In Tanzania, the organisation has deployed two main modes of operation to support the diagnosis, treatment and recovery of children who are admitted to the JKCI. After diagnosis at the Institute, selected children and their caregivers are flown to the Wolfson Medical Centre in Israel for final diagnosis and subsequent surgery. In these cases, the Medical Centre’s Legacy Heritage Children’s Home, a fifteen-minute drive from the Centre, provides both counsel and accommodation to the children, escort nurse and their caregivers during this time. To date, 65 cardiac paediatric patients have benefited from this programme.

For treatment in Tanzania, SACH also sends surgeons, nurses, surgeons, anesthesia, doctors and perfusionists to the JKCI for a months-long deployment to fast-track the surgical treatments for children most in need. SACH also provides scholarships for nurses, surgeons, anesthesia, doctors and perfusionists from JKCI who are going to Israel for further study.

Through these collaborations, SACH and the Wolfson Medical Centre realised that there was an opportunity to develop a new approach based on digital transformation to better support JKCI. The partnership with Microsoft through the 4Afrika Initiative, initiated the development of an exciting and innovative model for SACH operations going forward. Through remote participation via Microsoft Teams collaboration tools including video call, document collaboration and the security of data, the teams envision Israeli surgeons being able to collaborate remotely and in real-time with surgeons at the JKCI, having access to a full suite of cutting-edge technology solutions at their fingertips during surgeries. The Microsoft Israel team has worked closely with the Wolfson Medical Centre to deploy the solution, implement security capabilities and provide technical guidance.

“Once implemented, this innovative approach will allow us to help deliver more precise diagnoses, and will help to limit the number of children needing to fly to Israel for treatment. On the social side, there are also the added benefits for the children at JKCI, who will be able to enjoy the comforts of familiar surroundings and family networks in their home country,” says Dr. Lior Sasson from the Wolfson Medical Centre.

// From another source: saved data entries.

use tracing::debug;

use crate::detection::detector::PerformanceDetector;
use crate::detection::fingerprint::fingerprint_span;
use crate::detection::settings::{settings_for_span, DetectionSettings, DetectorType, DurationThresholds};
use crate::detection::structs::{PerformanceIssue, StoredIssues};
use crate::event::{millis_to_delta, Span};

/// Check for individually slow spans of certain ops (eg. slow db spans)
#[derive(Debug)]
pub struct SlowSpanDetector<'a> {
    settings: &'a [DurationThresholds],
    stored_issues: StoredIssues,
}

impl<'a> SlowSpanDetector<'a> {
    pub fn new(settings: &'a DetectionSettings) -> Self {
        Self {
            settings: &settings.slow_span,
            stored_issues: StoredIssues::new(),
        }
    }
}

impl<'a> PerformanceDetector<'a> for SlowSpanDetector<'a> {
    fn detector_type(&self) -> DetectorType {
        DetectorType::SlowSpan
    }

    fn visit_span(&mut self, span: &'a Span) {
        let Some(matched) = settings_for_span(self.settings, span) else {
            return;
        };
        let Some(fingerprint) = fingerprint_span(span) else {
            return;
        };

        if matched.duration < millis_to_delta(matched.settings.duration_threshold)
            || self.stored_issues.contains(&fingerprint)
        {
            return;
        }

        debug!(
            fingerprint = %fingerprint,
            span_id = matched.span_id,
            duration_ms = matched.duration.num_milliseconds(),
            "Slow span detected"
        );
        let issue = PerformanceIssue::new(
            fingerprint,
            matched.span_id,
            matched.op_prefix,
            vec![matched.span_id.to_string()],
        );
        self.stored_issues.insert_if_absent(issue);
    }

    fn stored_issues(&self) -> &StoredIssues {
        &self.stored_issues
    }
}
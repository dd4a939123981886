use chrono::Duration;
use rustc_hash::FxHashMap;
use tracing::debug;

use crate::detection::detector::PerformanceDetector;
use crate::detection::fingerprint::{fingerprint_span_op, Fingerprint};
use crate::detection::settings::{settings_for_span, ConcurrencyThresholds, DetectionSettings, DetectorType};
use crate::detection::structs::{PerformanceIssue, StoredIssues};
use crate::event::{millis_to_delta, Span};

/// The current run of concurrent spans for one op
#[derive(Debug)]
struct ConcurrentRun<'a> {
    most_recent_start: Duration,
    most_recent_hash: &'a str,
    spans_involved: Vec<String>,
}

impl<'a> ConcurrentRun<'a> {
    fn new() -> Self {
        Self {
            most_recent_start: Duration::zero(),
            most_recent_hash: "",
            spans_involved: Vec::new(),
        }
    }
}

/// Checks for multiple concurrent API calls sharing the same structure.
///
/// Non-greedy: stores the first `count` spans of a concurrent series rather
/// than the whole series, and only the first such series per op. Assumes spans
/// arrive in start order.
#[derive(Debug)]
pub struct NPlusOneSpanDetector<'a> {
    settings: &'a [ConcurrencyThresholds],
    runs: FxHashMap<Fingerprint, ConcurrentRun<'a>>,
    stored_issues: StoredIssues,
}

impl<'a> NPlusOneSpanDetector<'a> {
    pub fn new(settings: &'a DetectionSettings) -> Self {
        Self {
            settings: &settings.n_plus_one_spans,
            runs: FxHashMap::default(),
            stored_issues: StoredIssues::new(),
        }
    }
}

impl<'a> PerformanceDetector<'a> for NPlusOneSpanDetector<'a> {
    fn detector_type(&self) -> DetectorType {
        DetectorType::NPlusOneSpans
    }

    fn visit_span(&mut self, span: &'a Span) {
        let Some(matched) = settings_for_span(self.settings, span) else {
            return;
        };
        let Some(fingerprint) = fingerprint_span_op(span) else {
            return;
        };
        let Some(hash) = span.hash() else {
            return;
        };

        let start_time_threshold = millis_to_delta(matched.settings.start_time_threshold);
        let span_start = span.start();
        let run = self.runs.entry(fingerprint.clone()).or_insert_with(ConcurrentRun::new);

        let is_concurrent = span_start - run.most_recent_start < start_time_threshold;
        let has_same_hash = run.most_recent_hash == hash;
        run.most_recent_start = span_start;
        run.most_recent_hash = hash;

        if !(is_concurrent && has_same_hash) {
            run.spans_involved = vec![matched.span_id.to_string()];
            return;
        }
        run.spans_involved.push(matched.span_id.to_string());

        if !self.stored_issues.contains(&fingerprint) && run.spans_involved.len() >= matched.settings.count {
            debug!(
                fingerprint = %fingerprint,
                hash,
                spans = run.spans_involved.len(),
                "Concurrent N+1 spans detected"
            );
            let issue = PerformanceIssue::new(
                fingerprint,
                matched.span_id,
                matched.op_prefix,
                run.spans_involved.clone(),
            );
            self.stored_issues.insert_if_absent(issue);
        }
    }

    fn stored_issues(&self) -> &StoredIssues {
        &self.stored_issues
    }
}
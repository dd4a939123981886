use crate::detection::detectors::{
    DuplicateSpanDetector, LongTaskSpanDetector, NPlusOneDbSpanDetector, NPlusOneSpanDetector,
    RenderBlockingAssetSpanDetector, SequentialSlowSpanDetector, SlowSpanDetector,
};
use crate::detection::settings::{DetectionSettings, DetectorType};
use crate::detection::structs::StoredIssues;
use crate::event::{Event, Span};

/// A single-pass, stateful span stream algorithm.
///
/// `visit_span` is called once per span in stream order, then
/// `visited_all_spans` exactly once after the last span.
pub trait PerformanceDetector<'a> {
    fn detector_type(&self) -> DetectorType;

    fn visit_span(&mut self, span: &'a Span);

    fn visited_all_spans(&mut self) {}

    fn stored_issues(&self) -> &StoredIssues;
}

/// One detector of each kind behind a closed set of variants
#[derive(Debug)]
pub enum Detector<'a> {
    DuplicateSpans(DuplicateSpanDetector<'a>),
    DuplicateSpansHash(DuplicateSpanDetector<'a>),
    SlowSpan(SlowSpanDetector<'a>),
    SequentialSlowSpans(SequentialSlowSpanDetector<'a>),
    LongTaskSpans(LongTaskSpanDetector<'a>),
    RenderBlockingAssetSpan(RenderBlockingAssetSpanDetector<'a>),
    NPlusOneSpans(NPlusOneSpanDetector<'a>),
    NPlusOneDbSpans(NPlusOneDbSpanDetector<'a>),
}

impl<'a> Detector<'a> {
    pub fn new(detector_type: DetectorType, settings: &'a DetectionSettings, event: &'a Event) -> Self {
        match detector_type {
            DetectorType::DuplicateSpans => {
                Detector::DuplicateSpans(DuplicateSpanDetector::by_description(settings))
            }
            DetectorType::DuplicateSpansHash => {
                Detector::DuplicateSpansHash(DuplicateSpanDetector::by_hash(settings))
            }
            DetectorType::SlowSpan => Detector::SlowSpan(SlowSpanDetector::new(settings)),
            DetectorType::SequentialSlowSpans => {
                Detector::SequentialSlowSpans(SequentialSlowSpanDetector::new(settings))
            }
            DetectorType::LongTaskSpans => Detector::LongTaskSpans(LongTaskSpanDetector::new(settings)),
            DetectorType::RenderBlockingAssetSpan => {
                Detector::RenderBlockingAssetSpan(RenderBlockingAssetSpanDetector::new(settings, event))
            }
            DetectorType::NPlusOneSpans => Detector::NPlusOneSpans(NPlusOneSpanDetector::new(settings)),
            DetectorType::NPlusOneDbSpans => Detector::NPlusOneDbSpans(NPlusOneDbSpanDetector::new(settings)),
        }
    }

    /// Every detector kind, in registration order
    pub fn all(settings: &'a DetectionSettings, event: &'a Event) -> Vec<Self> {
        DetectorType::ALL
            .iter()
            .map(|&detector_type| Detector::new(detector_type, settings, event))
            .collect()
    }
}

macro_rules! dispatch {
    ($self:expr, $detector:ident => $body:expr) => {
        match $self {
            Detector::DuplicateSpans($detector) => $body,
            Detector::DuplicateSpansHash($detector) => $body,
            Detector::SlowSpan($detector) => $body,
            Detector::SequentialSlowSpans($detector) => $body,
            Detector::LongTaskSpans($detector) => $body,
            Detector::RenderBlockingAssetSpan($detector) => $body,
            Detector::NPlusOneSpans($detector) => $body,
            Detector::NPlusOneDbSpans($detector) => $body,
        }
    };
}

impl<'a> PerformanceDetector<'a> for Detector<'a> {
    fn detector_type(&self) -> DetectorType {
        dispatch!(self, detector => detector.detector_type())
    }

    fn visit_span(&mut self, span: &'a Span) {
        dispatch!(self, detector => detector.visit_span(span))
    }

    fn visited_all_spans(&mut self) {
        dispatch!(self, detector => detector.visited_all_spans())
    }

    fn stored_issues(&self) -> &StoredIssues {
        dispatch!(self, detector => detector.stored_issues())
    }
}
use chrono::Duration;
use tracing::{debug, trace};

use crate::common::constants::MILLISECOND_UNIT;
use crate::detection::detector::PerformanceDetector;
use crate::detection::fingerprint::fingerprint_span;
use crate::detection::settings::{DetectionSettings, DetectorType, RenderBlockingSettings};
use crate::detection::structs::{PerformanceIssue, StoredIssues};
use crate::event::{millis_to_delta, Event, Span};

/// Checks for resource loads that delay first contentful paint.
///
/// Only active for transactions whose FCP falls inside the configured range.
/// Allowed ops are matched exactly.
#[derive(Debug)]
pub struct RenderBlockingAssetSpanDetector<'a> {
    settings: &'a RenderBlockingSettings,
    transaction_start: Duration,
    /// Cleared once no later span can precede FCP
    fcp: Option<Duration>,
    stored_issues: StoredIssues,
}

impl<'a> RenderBlockingAssetSpanDetector<'a> {
    pub fn new(settings: &'a DetectionSettings, event: &Event) -> Self {
        let settings = &settings.render_blocking_asset_span;
        Self {
            settings,
            transaction_start: event.start(),
            fcp: Self::applicable_fcp(settings, event),
            stored_issues: StoredIssues::new(),
        }
    }

    fn applicable_fcp(settings: &RenderBlockingSettings, event: &Event) -> Option<Duration> {
        let measurement = event.fcp()?;
        let value = measurement.value.filter(|value| *value != 0.0)?;
        if measurement.unit.as_deref().is_some_and(|unit| unit != MILLISECOND_UNIT) {
            return None;
        }

        let fcp = millis_to_delta(value);
        let minimum = millis_to_delta(settings.fcp_minimum_threshold);
        let maximum = millis_to_delta(settings.fcp_maximum_threshold);
        (fcp >= minimum && fcp < maximum).then_some(fcp)
    }

    fn is_blocking_render(&self, span: &Span, fcp: Duration) -> bool {
        if span.end() >= self.transaction_start + fcp {
            return false;
        }

        let Some(fcp_micros) = fcp.num_microseconds().filter(|micros| *micros > 0) else {
            return false;
        };
        let duration_micros = span.duration().num_microseconds().unwrap_or(0);
        duration_micros as f64 / fcp_micros as f64 > self.settings.fcp_ratio_threshold
    }
}

impl<'a> PerformanceDetector<'a> for RenderBlockingAssetSpanDetector<'a> {
    fn detector_type(&self) -> DetectorType {
        DetectorType::RenderBlockingAssetSpan
    }

    fn visit_span(&mut self, span: &'a Span) {
        let Some(fcp) = self.fcp else {
            return;
        };
        let Some(op) = span.op() else {
            return;
        };
        if !self.settings.allowed_span_ops.iter().any(|allowed| allowed == op) {
            return;
        }

        if self.is_blocking_render(span, fcp) {
            if let (Some(span_id), Some(fingerprint)) = (span.span_id(), fingerprint_span(span)) {
                debug!(fingerprint = %fingerprint, span_id, "Render blocking asset detected");
                let issue = PerformanceIssue::new(fingerprint, span_id, op, vec![span_id.to_string()]);
                self.stored_issues.insert_if_absent(issue);
            }
        }

        // Spans arrive in start order, so nothing after this one can block FCP
        if span.start() >= self.transaction_start + fcp {
            trace!("Span started after FCP, render blocking detection finished");
            self.fcp = None;
        }
    }

    fn stored_issues(&self) -> &StoredIssues {
        &self.stored_issues
    }
}
pub mod common;
pub mod config;
pub mod detection;
pub mod event;
pub mod logging;
pub mod metrics;
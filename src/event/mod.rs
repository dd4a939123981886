/// Trace event model
///
/// Read-only input consumed by the detectors: a transaction event and its
/// ordered child spans.
pub mod structs;

pub use structs::{millis_to_delta, saturating_add, seconds_to_delta, Event, Measurement, Span};
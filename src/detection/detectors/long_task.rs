use chrono::Duration;
use tracing::debug;

use crate::detection::detector::PerformanceDetector;
use crate::detection::fingerprint::{fingerprint_span, Fingerprint};
use crate::detection::settings::{
    settings_for_span, CumulativeDurationThresholds, DetectionSettings, DetectorType,
};
use crate::detection::structs::{PerformanceIssue, StoredIssues};
use crate::event::{millis_to_delta, saturating_add, Span};

/// Checks for long UI tasks whose cumulative duration across the event
/// exceeds the threshold.
///
/// At most one issue per event. It is keyed by the span that pushed the
/// total over the threshold, and its evidence keeps growing with every long
/// task seen afterwards.
#[derive(Debug)]
pub struct LongTaskSpanDetector<'a> {
    settings: &'a [CumulativeDurationThresholds],
    cumulative_duration: Duration,
    spans_involved: Vec<String>,
    issue_fingerprint: Option<Fingerprint>,
    stored_issues: StoredIssues,
}

impl<'a> LongTaskSpanDetector<'a> {
    pub fn new(settings: &'a DetectionSettings) -> Self {
        Self {
            settings: &settings.long_task_spans,
            cumulative_duration: Duration::zero(),
            spans_involved: Vec::new(),
            issue_fingerprint: None,
            stored_issues: StoredIssues::new(),
        }
    }
}

impl<'a> PerformanceDetector<'a> for LongTaskSpanDetector<'a> {
    fn detector_type(&self) -> DetectorType {
        DetectorType::LongTaskSpans
    }

    fn visit_span(&mut self, span: &'a Span) {
        let Some(matched) = settings_for_span(self.settings, span) else {
            return;
        };
        let Some(fingerprint) = fingerprint_span(span) else {
            return;
        };

        self.cumulative_duration = saturating_add(self.cumulative_duration, span.duration());
        self.spans_involved.push(matched.span_id.to_string());

        if let Some(stored) = &self.issue_fingerprint {
            if let Some(issue) = self.stored_issues.get_mut(stored) {
                issue.spans_involved = self.spans_involved.clone();
            }
            return;
        }

        if self.cumulative_duration >= millis_to_delta(matched.settings.cumulative_duration) {
            debug!(
                fingerprint = %fingerprint,
                cumulative_ms = self.cumulative_duration.num_milliseconds(),
                "Long task spans detected"
            );
            let issue = PerformanceIssue::new(
                fingerprint.clone(),
                matched.span_id,
                matched.op_prefix,
                self.spans_involved.clone(),
            );
            self.stored_issues.insert_if_absent(issue);
            self.issue_fingerprint = Some(fingerprint);
        }
    }

    fn stored_issues(&self) -> &StoredIssues {
        &self.stored_issues
    }
}

#[cfg(test)]
mod tests {
    use super::*;

    fn long_task(id: &str, start: f64, end: f64) -> Span {
        Span::new(id, "ui.long-task", start, end).with_description("Main UI thread blocked")
    }

    #[test]
    fn test_long_tasks_detected_once_cumulative_threshold_crossed() {
        let settings = DetectionSettings::default();
        let spans = vec![
            long_task("a", 1.0, 1.2),
            long_task("b", 1.3, 1.5),
            long_task("c", 1.6, 1.8),
        ];
        let mut detector = LongTaskSpanDetector::new(&settings);
        detector.visit_span(&spans[0]);
        detector.visit_span(&spans[1]);
        assert!(detector.stored_issues().is_empty());

        detector.visit_span(&spans[2]);
        let issue = detector.stored_issues().first().unwrap();
        assert_eq!(issue.span_id, "c");
        assert_eq!(issue.allowed_op, "ui.long-task");
        assert_eq!(issue.spans_involved, vec!["a", "b", "c"]);
    }

    #[test]
    fn test_evidence_keeps_growing_after_detection() {
        let settings = DetectionSettings::default();
        let spans = vec![
            long_task("a", 1.0, 1.6),
            Span::new("b", "ui.sentry.long-task", 1.7, 1.8).with_description("Long task"),
            long_task("c", 1.9, 2.0),
        ];
        let mut detector = LongTaskSpanDetector::new(&settings);
        for span in &spans {
            detector.visit_span(span);
        }

        let issues = detector.stored_issues();
        assert_eq!(issues.len(), 1);
        let issue = issues.first().unwrap();
        assert_eq!(issue.span_id, "a");
        assert_eq!(issue.spans_involved, vec!["a", "b", "c"]);
    }

    #[test]
    fn test_other_ops_and_spans_without_description_are_ignored() {
        let settings = DetectionSettings::default();
        let spans = vec![
            Span::new("a", "ui.long-task", 1.0, 2.0),
            Span::new("b", "ui.render", 2.0, 3.0).with_description("render"),
        ];
        let mut detector = LongTaskSpanDetector::new(&settings);
        for span in &spans {
            detector.visit_span(span);
        }
        assert!(detector.stored_issues().is_empty());
    }
}
use super::detector::{Detector, PerformanceDetector};
use super::orchestrator::detect_performance_issues;
use super::settings::{DetectionSettings, DetectorType};
use crate::event::{Event, Span};

fn page_load() -> Event {
    let spans = vec![
        Span::new("script", "resource.script", 100.1, 101.0).with_description("https://cdn.example.com/app.js"),
        Span::new("task1", "ui.long-task", 100.2, 100.5).with_description("Main UI thread blocked"),
        Span::new("task2", "ui.long-task", 100.6, 100.9).with_description("Main UI thread blocked"),
        Span::new("late", "resource.link", 104.0, 104.5).with_description("https://cdn.example.com/late.css"),
    ];
    Event::new("page", 100.0, spans).with_measurement("fcp", 2500.0, Some("millisecond"))
}

#[test]
fn test_page_load_findings_across_detectors() {
    let settings = DetectionSettings::default();
    let report = detect_performance_issues(&page_load(), &settings);

    let flags = report.detected_flags();
    assert!(flags[&DetectorType::RenderBlockingAssetSpan]);
    assert!(flags[&DetectorType::LongTaskSpans]);
    assert!(!flags[&DetectorType::SlowSpan]);
    assert_eq!(report.all_issue_count(), 2);

    let blocking = report.first_issue(DetectorType::RenderBlockingAssetSpan).unwrap();
    assert_eq!(blocking.span_id, "script");
    let long_tasks = report.first_issue(DetectorType::LongTaskSpans).unwrap();
    assert_eq!(long_tasks.span_id, "task2");
    assert_eq!(long_tasks.spans_involved, vec!["task1", "task2"]);
}

#[test]
fn test_detection_is_idempotent() {
    let settings = DetectionSettings::default();
    let event = page_load();
    let first = detect_performance_issues(&event, &settings);
    let second = detect_performance_issues(&event, &settings);
    assert_eq!(first, second);
    assert_eq!(first.transaction_tags(), second.transaction_tags());
}

#[test]
fn test_spans_without_id_are_never_evidence() {
    let settings = DetectionSettings::default();
    let mut spans: Vec<Span> = (0..6)
        .map(|i| {
            let start = 10.0 + i as f64;
            Span::new(&format!("s{}", i), "db", start, start + 0.2).with_description("SELECT 1")
        })
        .collect();
    spans.insert(
        2,
        Span {
            op: Some("db".to_string()),
            description: Some("SELECT 1".to_string()),
            start_timestamp: Some(12.0),
            timestamp: Some(15.0),
            ..Default::default()
        },
    );
    let event = Event::new("e", 10.0, spans);
    let report = detect_performance_issues(&event, &settings);

    for (_, issue) in report.all_issues() {
        assert!(!issue.spans_involved.is_empty());
        assert!(issue.spans_involved.iter().all(|id| id.starts_with('s')));
    }
    let duplicates = report.first_issue(DetectorType::DuplicateSpans).unwrap();
    assert_eq!(duplicates.spans_involved, vec!["s0", "s1", "s2", "s3", "s4"]);
    // The 3s span has no id and cannot be reported as slow
    assert!(report.first_issue(DetectorType::SlowSpan).is_none());
}

#[test]
fn test_detectors_receive_each_span_once() {
    let settings = DetectionSettings::default();
    let event = page_load();
    let mut detectors = Detector::all(&settings, &event);
    for span in &event.spans {
        for detector in detectors.iter_mut() {
            detector.visit_span(span);
        }
    }
    for detector in detectors.iter_mut() {
        detector.visited_all_spans();
    }
    let total: usize = detectors.iter().map(|d| d.stored_issues().len()).sum();
    assert_eq!(total, detect_performance_issues(&event, &settings).all_issue_count());
}

#[test]
fn test_extreme_durations_do_not_overflow_totals() {
    let settings = DetectionSettings::default();
    let spans = (0..5000)
        .map(|i| {
            Span::new(&format!("huge{}", i), "db", f64::NEG_INFINITY, f64::INFINITY).with_description("SELECT 1")
        })
        .collect();
    let event = Event::new("huge", 0.0, spans);
    let report = detect_performance_issues(&event, &settings);

    let duplicate = report.first_issue(DetectorType::DuplicateSpans).unwrap();
    assert_eq!(duplicate.span_id, "huge4");
    assert_eq!(duplicate.spans_involved.len(), 5);
    assert!(report.detected_flags()[&DetectorType::SlowSpan]);
}
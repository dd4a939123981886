/// Prometheus metrics for performance issue detection
///
/// Tracks how many events were analysed, what the detectors found and how
/// long detection took.
use prometheus::{
    Encoder, HistogramOpts, HistogramVec, IntCounterVec, Opts, Registry, TextEncoder,
};
use std::sync::Arc;
use std::time::Duration;
use tracing::info;

use crate::detection::{DetectionError, DetectionReport};

/// Metrics registry for the detection engine
pub struct DetectionMetrics {
    registry: Registry,

    // Outcomes
    pub events_analyzed_total: IntCounterVec,
    pub detector_outcomes_total: IntCounterVec,
    pub issues_aggregate_total: IntCounterVec,
    pub issues_detected_total: IntCounterVec,
    pub issues_by_op_total: IntCounterVec,

    // Error Tracking
    pub detection_failures_total: IntCounterVec,

    // Latency
    pub detection_duration: HistogramVec,
}

impl DetectionMetrics {
    /// Create a new registry with all detection counters registered
    pub fn new() -> Result<Self, prometheus::Error> {
        let registry = Registry::new();

        let events_analyzed_total = IntCounterVec::new(
            Opts::new("performance_events_analyzed_total", "Total number of events analysed"),
            &["detected"]
        )?;

        let detector_outcomes_total = IntCounterVec::new(
            Opts::new("performance_detector_outcomes_total", "Events analysed per detector, by whether it found anything"),
            &["detected", "detector"]
        )?;

        let issues_aggregate_total = IntCounterVec::new(
            Opts::new("performance_issues_aggregate_total", "Total number of performance issues across all detectors"),
            &["source"]
        )?;

        let issues_detected_total = IntCounterVec::new(
            Opts::new("performance_issues_detected_total", "Total number of performance issues by detector"),
            &["detector"]
        )?;

        let issues_by_op_total = IntCounterVec::new(
            Opts::new("performance_issue_ops_total", "Detections by detector and matched span op"),
            &["detector", "op"]
        )?;

        let detection_failures_total = IntCounterVec::new(
            Opts::new("performance_detection_failures_total", "Detection passes that failed and were discarded"),
            &["error_type"]
        )?;

        let detection_duration = HistogramVec::new(
            HistogramOpts::new(
                "performance_detection_duration_seconds",
                "Time spent running all detectors over one event"
            ).buckets(vec![0.00001, 0.00005, 0.0001, 0.0005, 0.001, 0.005, 0.01, 0.05, 0.1]),
            &["outcome"]
        )?;

        registry.register(Box::new(events_analyzed_total.clone()))?;
        registry.register(Box::new(detector_outcomes_total.clone()))?;
        registry.register(Box::new(issues_aggregate_total.clone()))?;
        registry.register(Box::new(issues_detected_total.clone()))?;
        registry.register(Box::new(issues_by_op_total.clone()))?;
        registry.register(Box::new(detection_failures_total.clone()))?;
        registry.register(Box::new(detection_duration.clone()))?;

        info!("Prometheus detection metrics registry initialized");

        Ok(Self {
            registry,
            events_analyzed_total,
            detector_outcomes_total,
            issues_aggregate_total,
            issues_detected_total,
            issues_by_op_total,
            detection_failures_total,
            detection_duration,
        })
    }

    /// Export metrics in Prometheus text format
    pub fn export_metrics(&self) -> Result<String, prometheus::Error> {
        let encoder = TextEncoder::new();
        let metric_families = self.registry.gather();
        let mut buffer = Vec::new();
        encoder.encode(&metric_families, &mut buffer)?;
        String::from_utf8(buffer)
            .map_err(|e| prometheus::Error::Msg(format!("UTF-8 encoding error: {}", e)))
    }

    /// Record the findings of a successful pass
    pub fn record_report(&self, report: &DetectionReport, elapsed: Duration) {
        let detected = report.has_detected_issues();
        self.events_analyzed_total
            .with_label_values(&[if detected { "true" } else { "false" }])
            .inc();
        self.detection_duration
            .with_label_values(&["success"])
            .observe(elapsed.as_secs_f64());

        for (detector, found) in report.detected_flags() {
            self.detector_outcomes_total
                .with_label_values(&[if found { "true" } else { "false" }, detector.as_str()])
                .inc();
        }

        if !detected {
            return;
        }

        self.issues_aggregate_total
            .with_label_values(&["all"])
            .inc_by(report.all_issue_count() as u64);

        for findings in report.findings.iter().filter(|findings| !findings.issues.is_empty()) {
            self.issues_detected_total
                .with_label_values(&[findings.detector.as_str()])
                .inc_by(findings.issues.len() as u64);
        }
        for (detector, ops) in report.detected_ops() {
            for op in ops {
                self.issues_by_op_total
                    .with_label_values(&[detector.as_str(), op])
                    .inc();
            }
        }
    }

    /// Record a pass whose results were discarded
    pub fn record_failure(&self, error: &DetectionError, elapsed: Duration) {
        let error_type = match error {
            DetectionError::InvalidSettings { .. } => "invalid_settings",
            DetectionError::PassFailed { .. } => "pass_failed",
        };
        self.detection_failures_total
            .with_label_values(&[error_type])
            .inc();
        self.detection_duration
            .with_label_values(&["failure"])
            .observe(elapsed.as_secs_f64());
    }
}

/// Shared handle, cheap to clone across worker threads
pub fn init_metrics() -> Result<Arc<DetectionMetrics>, prometheus::Error> {
    Ok(Arc::new(DetectionMetrics::new()?))
}

#[cfg(test)]
mod tests {
    use super::*;
    use crate::detection::{detect_performance_issues, DetectionSettings};
    use crate::event::{Event, Span};

    #[test]
    fn test_metrics_export_contains_detector_counts() {
        let metrics = DetectionMetrics::new().unwrap();
        let spans: Vec<Span> = (0..5)
            .map(|i| {
                let start = 10.0 + i as f64;
                Span::new(&format!("s{}", i), "db", start, start + 0.11).with_description("SELECT 1")
            })
            .collect();
        let event = Event::new("abc", 10.0, spans);
        let report = detect_performance_issues(&event, &DetectionSettings::default());

        metrics.record_report(&report, Duration::from_micros(120));
        let exported = metrics.export_metrics().unwrap();

        assert!(exported.contains("performance_events_analyzed_total{detected=\"true\"} 1"));
        assert!(exported.contains("performance_issues_detected_total{detector=\"duplicates\"} 1"));
        assert!(exported.contains("performance_issue_ops_total{detector=\"duplicates\",op=\"db\"} 1"));
        assert!(exported.contains("performance_issues_aggregate_total{source=\"all\"} 1"));
    }

    #[test]
    fn test_every_detector_reports_its_outcome() {
        let metrics = DetectionMetrics::new().unwrap();
        let quiet = Event::new("quiet", 10.0, vec![Span::new("s", "db", 10.0, 10.1).with_description("SELECT 1")]);
        let slow = Event::new("slow", 10.0, vec![Span::new("s", "db", 10.0, 12.0).with_description("SELECT 1")]);
        let settings = DetectionSettings::default();

        metrics.record_report(&detect_performance_issues(&quiet, &settings), Duration::from_micros(10));
        metrics.record_report(&detect_performance_issues(&slow, &settings), Duration::from_micros(10));
        let exported = metrics.export_metrics().unwrap();

        assert!(exported.contains("performance_detector_outcomes_total{detected=\"false\",detector=\"slow_span\"} 1"));
        assert!(exported.contains("performance_detector_outcomes_total{detected=\"true\",detector=\"slow_span\"} 1"));
        assert!(exported.contains("performance_detector_outcomes_total{detected=\"false\",detector=\"duplicates\"} 2"));
        assert!(exported.contains("performance_detector_outcomes_total{detected=\"false\",detector=\"render_blocking_assets\"} 2"));
        assert!(exported.contains("performance_events_analyzed_total{detected=\"false\"} 1"));
    }

    #[test]
    fn test_failures_are_counted() {
        let metrics = DetectionMetrics::new().unwrap();
        let error = DetectionError::PassFailed {
            event_id: "abc".to_string(),
            message: "boom".to_string(),
        };
        metrics.record_failure(&error, Duration::from_micros(5));
        metrics.record_failure(&error, Duration::from_micros(5));

        let exported = metrics.export_metrics().unwrap();
        assert!(exported.contains("performance_detection_failures_total{error_type=\"pass_failed\"} 2"));
    }
}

“Our surgeons are in constant contact with our Israeli counterparts for consulting, coaching and mentorship. We are excited that this partnership with SACH and Microsoft will allow more precise diagnosis using remote, real-time digital collaboration tools that will immensely benefit the children in our care. We are stepping boldly into medical collaboration in the digital era, and we look forward to being at the leading edge of this innovation,” Prof. Mohamed Janabi Executive Director of JKCI.

“As Microsoft, we are encouraged by the collaboration and drive shown by the Wolfson Medical Centre and the Jakaya Kikwete Medical Institute in the area of paediatric cardiac treatment. Being part of their digital transformation journey is a real privilege, and we are confident that their efforts will serve as a template for similar partnerships in other countries, paving the way for innovation that drives collective action,” concludes Gustavo Raiter, Business Development Lead, Microsoft 4Afrika.